During the Antalya (Turkey) World Forestry Congress, those same NGOs met and decided to create a Global Secretariat to coordinate the process and they elected the Netherlands Committee for IUCN and the World Rainforest Movement as a joint global secretariat. A project proposal was produced and initial funding was provided by the UK's Department for International Development. It was also decided that the process needed an Organizing Committee, composed by the regional focal points (see below), the government of Costa Rica -as host country- and a representative from UNEP -the lead agency for the Interagency Task Force on Forests. A Steering Committee, composed by the Organizing Committee and a number of other non-governmental (NGOs, indigenous peoples organizations and community based organizations), governmental and intergovernmental representatives was also created.

The first meeting of the Organizing and Steering Committees took place in New York in February and was attended by NGOs from Indonesia, Japan, CIS, Australia, USA, UK, Colombia, Uruguay, Netherlands, Paraguay, Costa Rica and Canada; two representatives of indigenous peoples organizations; one representative from a community based organization; representatives from the IFF and UNEP; representatives of the governments of Costa Rica, Nepal and Portugal (a number of other government representatives expressed their willingness to participate in the Steering Committee but were unable to attend the meeting).

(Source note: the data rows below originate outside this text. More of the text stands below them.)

use qtty::{Arcseconds, Radian, Radians};
use serde::Serialize;

use crate::constants::{
    REFERENCE_MAGNITUDE_1, REFERENCE_MAGNITUDE_2, REFERENCE_SEMI_MAJOR_ARCSEC,
    REFERENCE_SEMI_MINOR_ARCSEC,
};
use crate::error::{SolverError, SolverResult};

/// Observed angular and photometric measurements of a visual binary.
///
/// The projected orbit is given by its semi-axes as seen from Earth. Both are
/// converted to radians once, at construction.
#[derive(Debug, Clone, Copy, PartialEq, Serialize)]
pub struct Observation {
    semi_major: Arcseconds,
    semi_minor: Arcseconds,
    relative_magnitude_1: f64,
    relative_magnitude_2: f64,
    #[serde(skip_serializing)]
    semi_major_rad: Radians,
    #[serde(skip_serializing)]
    semi_minor_rad: Radians,
}

impl Observation {
    /// Build an observation, rejecting geometry that cannot describe an orbit.
    ///
    /// # Errors
    /// * `InvalidGeometry` if either axis is not strictly positive or the
    ///   semi-minor axis exceeds the semi-major axis. A circular orbit
    ///   (`a == b`) is accepted.
    /// * `InvalidInput` if any value is not finite.
    pub fn new(
        semi_major: Arcseconds,
        semi_minor: Arcseconds,
        relative_magnitude_1: f64,
        relative_magnitude_2: f64,
    ) -> SolverResult<Self> {
        let (a, b) = (semi_major.value(), semi_minor.value());

        for (name, value) in [
            ("semi-major axis", a),
            ("semi-minor axis", b),
            ("relative magnitude 1", relative_magnitude_1),
            ("relative magnitude 2", relative_magnitude_2),
        ] {
            if !value.is_finite() {
                return Err(SolverError::InvalidInput(format!(
                    "{} must be finite, got {}",
                    name, value
                )));
            }
        }

        if a <= 0.0 || b <= 0.0 {
            return Err(SolverError::invalid_geometry(a, b, "axes must be positive"));
        }
        if b > a {
            return Err(SolverError::invalid_geometry(
                a,
                b,
                "semi-minor axis exceeds semi-major axis",
            ));
        }

        Ok(Self {
            semi_major,
            semi_minor,
            relative_magnitude_1,
            relative_magnitude_2,
            semi_major_rad: semi_major.to::<Radian>(),
            semi_minor_rad: semi_minor.to::<Radian>(),
        })
    }

    /// Convenience constructor taking raw arcsecond values.
    pub fn from_arcseconds(
        semi_major: f64,
        semi_minor: f64,
        relative_magnitude_1: f64,
        relative_magnitude_2: f64,
    ) -> SolverResult<Self> {
        Self::new(
            Arcseconds::new(semi_major),
            Arcseconds::new(semi_minor),
            relative_magnitude_1,
            relative_magnitude_2,
        )
    }

    /// The measurements of the reference system (a = 4.5″, b = 3.4″, 3.9 / 5.3 mag).
    pub fn reference() -> Self {
        let a = Arcseconds::new(REFERENCE_SEMI_MAJOR_ARCSEC);
        let b = Arcseconds::new(REFERENCE_SEMI_MINOR_ARCSEC);
        Self {
            semi_major: a,
            semi_minor: b,
            relative_magnitude_1: REFERENCE_MAGNITUDE_1,
            relative_magnitude_2: REFERENCE_MAGNITUDE_2,
            semi_major_rad: a.to::<Radian>(),
            semi_minor_rad: b.to::<Radian>(),
        }
    }

    pub fn semi_major(&self) -> Arcseconds {
        self.semi_major
    }

    pub fn semi_minor(&self) -> Arcseconds {
        self.semi_minor
    }

    pub fn semi_major_rad(&self) -> Radians {
        self.semi_major_rad
    }

    pub fn semi_minor_rad(&self) -> Radians {
        self.semi_minor_rad
    }

    pub fn relative_magnitude_1(&self) -> f64 {
        self.relative_magnitude_1
    }

    pub fn relative_magnitude_2(&self) -> f64 {
        self.relative_magnitude_2
    }
}
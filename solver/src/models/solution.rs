use qtty::{Kilograms, Parsecs, Years};
use serde::{Deserialize, Serialize};

use super::SolutionState;

/// Final estimate for a binary system.
#[derive(Debug, Clone, Copy, PartialEq, Serialize, Deserialize)]
pub struct Solution {
    orbital_period: Years,
    iterations: usize,
    #[serde(flatten)]
    state: SolutionState,
}

impl Solution {
    pub(crate) fn new(orbital_period: Years, state: SolutionState, iterations: usize) -> Self {
        Self {
            orbital_period,
            iterations,
            state,
        }
    }

    /// Orbital period in years.
    ///
    /// Years here are Julian years (365.25 d); `qtty::Years` only carries the
    /// value, it is never converted through the `qtty` year unit.
    pub fn orbital_period(&self) -> Years {
        self.orbital_period
    }

    pub fn distance(&self) -> Parsecs {
        self.state.distance
    }

    pub fn abs_magnitude_1(&self) -> f64 {
        self.state.abs_magnitude_1
    }

    pub fn abs_magnitude_2(&self) -> f64 {
        self.state.abs_magnitude_2
    }

    pub fn mass_1(&self) -> Kilograms {
        self.state.mass_1
    }

    pub fn mass_2(&self) -> Kilograms {
        self.state.mass_2
    }

    /// Number of solver steps taken, including the final converged one.
    pub fn iterations(&self) -> usize {
        self.iterations
    }

    pub fn state(&self) -> &SolutionState {
        &self.state
    }
}
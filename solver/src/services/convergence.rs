//! Relative-change test used to decide whether the solver has settled.

/// Absolute change from `old_value` to `new_value`, in percent of `old_value`.
///
/// Returns `∞` or `NaN` when `old_value` is zero and a negative number when
/// `old_value` is negative.
pub fn percentage_difference(old_value: f64, new_value: f64) -> f64 {
    (old_value - new_value).abs() * 100.0 / old_value
}

/// Whether moving from `old_value` to `new_value` is too large a change to
/// call the value settled.
///
/// Only a difference in `[0, tolerance_percent)` is small enough; a change
/// of exactly `tolerance_percent` is too big. A zero `old_value` (the first
/// solver step starts from zero distance and magnitudes) is always too big,
/// as are negative and `NaN` differences.
pub fn percentage_difference_too_big(old_value: f64, new_value: f64, tolerance_percent: f64) -> bool {
    if old_value == 0.0 {
        return true;
    }
    let diff = percentage_difference(old_value, new_value);
    !(diff >= 0.0 && diff < tolerance_percent)
}
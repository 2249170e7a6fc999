//! Error types for the orbital solver.

use thiserror::Error;

use crate::models::SolutionState;

/// Result type for solver operations
pub type SolverResult<T> = std::result::Result<T, SolverError>;

/// Errors that can occur while estimating a binary system
#[derive(Error, Debug, Clone, PartialEq)]
pub enum SolverError {
    /// The projected ellipse cannot describe an orbit
    #[error("Invalid geometry (a = {semi_major}, b = {semi_minor}): {reason}")]
    InvalidGeometry {
        semi_major: f64,
        semi_minor: f64,
        reason: String,
    },

    /// The iteration cap was reached before every tracked value settled
    #[error("Solver did not converge after {iterations} iterations (last distance {:.4} pc)", .last_state.distance.value())]
    NonConvergence {
        iterations: usize,
        last_state: SolutionState,
    },

    /// A math function received an argument outside its domain
    #[error("Domain error in {operation}: argument {value}")]
    Domain { operation: &'static str, value: f64 },

    /// Invalid input
    #[error("Invalid input: {0}")]
    InvalidInput(String),

    /// Configuration could not be read, parsed or validated
    #[error("Configuration error: {0}")]
    Configuration(String),
}

impl SolverError {
    pub(crate) fn invalid_geometry(semi_major: f64, semi_minor: f64, reason: impl Into<String>) -> Self {
        SolverError::InvalidGeometry {
            semi_major,
            semi_minor,
            reason: reason.into(),
        }
    }

    pub(crate) fn domain(operation: &'static str, value: f64) -> Self {
        SolverError::Domain { operation, value }
    }

    /// Whether retrying with a looser tolerance or higher cap could succeed.
    pub fn is_convergence_failure(&self) -> bool {
        matches!(self, SolverError::NonConvergence { .. })
    }
}

#[cfg(test)]
mod tests {
    use super::*;
    use qtty::{Kilograms, Parsecs};

    #[test]
    fn test_domain_error_message() {
        let err = SolverError::domain("log10", -2.0);
        assert_eq!(err.to_string(), "Domain error in log10: argument -2");
    }

    #[test]
    fn test_non_convergence_message_includes_distance() {
        let err = SolverError::NonConvergence {
            iterations: 7,
            last_state: SolutionState {
                distance: Parsecs::new(5.25),
                abs_magnitude_1: 1.0,
                abs_magnitude_2: 2.0,
                mass_1: Kilograms::new(1.0),
                mass_2: Kilograms::new(1.0),
            },
        };
        let msg = err.to_string();
        assert!(msg.contains("7 iterations"), "{msg}");
        assert!(msg.contains("5.2500 pc"), "{msg}");
        assert!(err.is_convergence_failure());
    }

    #[test]
    fn test_invalid_geometry_is_not_convergence_failure() {
        let err = SolverError::invalid_geometry(1.0, 2.0, "semi-minor axis exceeds semi-major axis");
        assert!(!err.is_convergence_failure());
        assert!(err.to_string().starts_with("Invalid geometry"));
    }
}
//! Kepler's third law and the angular-size distance.

use std::f64::consts::PI;

use qtty::{Days, Kilograms, Meters, Parsec, Parsecs, Radians, Second, Seconds, Years};

use crate::constants::{GRAVITATIONAL_CONSTANT, JULIAN_YEAR_DAYS};
use crate::error::{SolverError, SolverResult};

/// Orbital period in seconds, counting Julian years.
pub fn period_in_seconds(period: Years) -> Seconds {
    Days::new(period.value() * JULIAN_YEAR_DAYS).to::<Second>()
}

/// True semi-major axis of a two-body orbit.
///
/// `a³ = G (m1 + m2) P² / 4π²`. The cube root is taken of `P²` and of
/// `G M / 4π²` separately so the ~1e19 s² and ~1e-11 factors never meet.
pub fn semi_major_axis(period: Years, total_mass: Kilograms) -> SolverResult<Meters> {
    let p = period_in_seconds(period).value();
    let m = total_mass.value();
    if p <= 0.0 || !p.is_finite() {
        return Err(SolverError::domain("Kepler's third law (period)", p));
    }
    if m <= 0.0 || !m.is_finite() {
        return Err(SolverError::domain("Kepler's third law (mass)", m));
    }

    let period_term = (p * p).cbrt();
    let mass_term = (GRAVITATIONAL_CONSTANT * m / (4.0 * PI * PI)).cbrt();
    Ok(Meters::new(period_term * mass_term))
}

/// Distance at which a length `semi_major` subtends the angle `angular_semi_major`.
pub fn distance_from_angular_size(
    semi_major: Parsecs,
    angular_semi_major: Radians,
) -> SolverResult<Parsecs> {
    let tan = angular_semi_major.tan();
    if tan <= 0.0 || !tan.is_finite() {
        return Err(SolverError::domain("tan", angular_semi_major.value()));
    }
    Ok(Parsecs::new(semi_major.value() / tan))
}

/// Distance to the system given its period, total mass and angular semi-major axis.
pub fn system_distance(
    period: Years,
    total_mass: Kilograms,
    angular_semi_major: Radians,
) -> SolverResult<Parsecs> {
    let a = semi_major_axis(period, total_mass)?.to::<Parsec>();
    distance_from_angular_size(a, angular_semi_major)
}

The meeting was very positive and a general plan of action was approved. The general idea is to organize 7 regional workshops (Latin America, Africa, Asia, CIS, Oceania, Europe and North America) and one indigenous peoples workshop, all feeding into a global workshop to be held at the end of 1988 in Costa Rica. Case studies will be prepared for the workshops and the aim is not only to reach conclusions on the major underlying causes of deforestation and forest degradation, but also to agree on proposals for action to address them. The whole process will feed into the IFF, although its conclusions and proposals will not be mandatory.

Each regional workshop will include 5 case studies, as well as more general presentations by other stakeholders. The case studies will be undertaken jointly by a community facing deforestation or forest degradation and an NGO, and represantives from both will make presentations at the workshop. Each regional workshop will include at least one case including indigenous peoples. The indigenous peoples workshop will take place after all the regional workshops, part of which will feed into their own process. Finally, the whole process will feed into the global workshop, where governments will also present their case studies, as requested by the Intergovernmental Panel on Forests' proposals for action.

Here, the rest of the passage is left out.